Electron energy filtering has been suggested as a promising way to improve the power factor and enhance the ZT figure of merit of thermoelectric materials. In this work, we explore the effect that reduced dimensionality has on the success of the energy-filtering mechanism for power factor enhancement. We use the quantum mechanical non-equilibrium Green's function method for electron transport including electron-phonon scattering to explore 1D and 2D superlattice/nanocomposite systems. We find that, given identical material parameters, 1D channels utilize energy filtering more effectively than 2D as they: (i) allow one to achieve the maximal power factor for smaller well sizes/smaller grains which are needed to maximize the phonon scattering, (ii) take better advantage of a lower thermal conductivity in the barrier/boundary materials compared to the well/grain materials in both: enhancing the Seebeck coefficient; and in producing a system which is robust against detrimental random deviations from the optimal barrier design.
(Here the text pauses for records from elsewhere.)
//! API configuration from environment variables.

use std::env;
use std::time::Duration;
use thiserror::Error;

/// Default recipe service base URL.
pub const DEFAULT_BASE_URL: &str = "https://dummyjson.com";

/// Default user agent sent with every request.
pub const DEFAULT_USER_AGENT: &str = "Larder/0.1";

#[derive(Error, Debug)]
pub enum ConfigError {
    #[error("Invalid value for {var}: {value:?}")]
    InvalidEnvVar { var: &'static str, value: String },
}

/// Recipe service client configuration.
#[derive(Debug, Clone)]
pub struct ApiConfig {
    /// Base URL of the recipe service, without trailing slash.
    pub base_url: String,
    /// Request timeout. None means requests never time out.
    pub timeout: Option<Duration>,
    /// Minimum spacing between requests to the same host.
    pub rate_limit_ms: u64,
    pub user_agent: String,
}

impl Default for ApiConfig {
    fn default() -> Self {
        Self {
            base_url: DEFAULT_BASE_URL.to_string(),
            timeout: None,
            rate_limit_ms: 0,
            user_agent: DEFAULT_USER_AGENT.to_string(),
        }
    }
}

impl ApiConfig {
    /// Load configuration from environment variables.
    ///
    /// Optional:
    /// - `LARDER_API_URL`: service base URL (default: "https://dummyjson.com")
    /// - `LARDER_TIMEOUT_SECS`: request timeout in seconds (default: none)
    /// - `LARDER_RATE_LIMIT_MS`: spacing between requests per host (default: 0, off)
    /// - `LARDER_USER_AGENT`: user agent (default: "Larder/0.1")
    pub fn from_env() -> Result<Self, ConfigError> {
        let mut config = Self::default();

        if let Ok(url) = env::var("LARDER_API_URL") {
            config.base_url = url;
        }

        if let Ok(value) = env::var("LARDER_TIMEOUT_SECS") {
            let secs: u64 = value.parse().map_err(|_| ConfigError::InvalidEnvVar {
                var: "LARDER_TIMEOUT_SECS",
                value: value.clone(),
            })?;
            config.timeout = Some(Duration::from_secs(secs));
        }

        if let Ok(value) = env::var("LARDER_RATE_LIMIT_MS") {
            config.rate_limit_ms = value.parse().map_err(|_| ConfigError::InvalidEnvVar {
                var: "LARDER_RATE_LIMIT_MS",
                value: value.clone(),
            })?;
        }

        if let Ok(agent) = env::var("LARDER_USER_AGENT") {
            config.user_agent = agent;
        }

        config.base_url = config.base_url.trim_end_matches('/').to_string();
        Ok(config)
    }
}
In certain cases, we find that the relative advantage can be as high as a factor of 3. We determine that energy-filtering is most effective when the average energy of carrier flow varies the most between the wells and the barriers along the channel, an event which occurs when the energy of the carrier flow in the host material is low, and when the energy relaxation mean-free-path of carriers is short. Although the ultimate reason for these aspects, which cause a 1D system to see greater relative improvement than a 2D, is the 1D system's van Hove singularity in the density-of-states, the insights obtained are general and inform energy-filtering design beyond dimensional considerations.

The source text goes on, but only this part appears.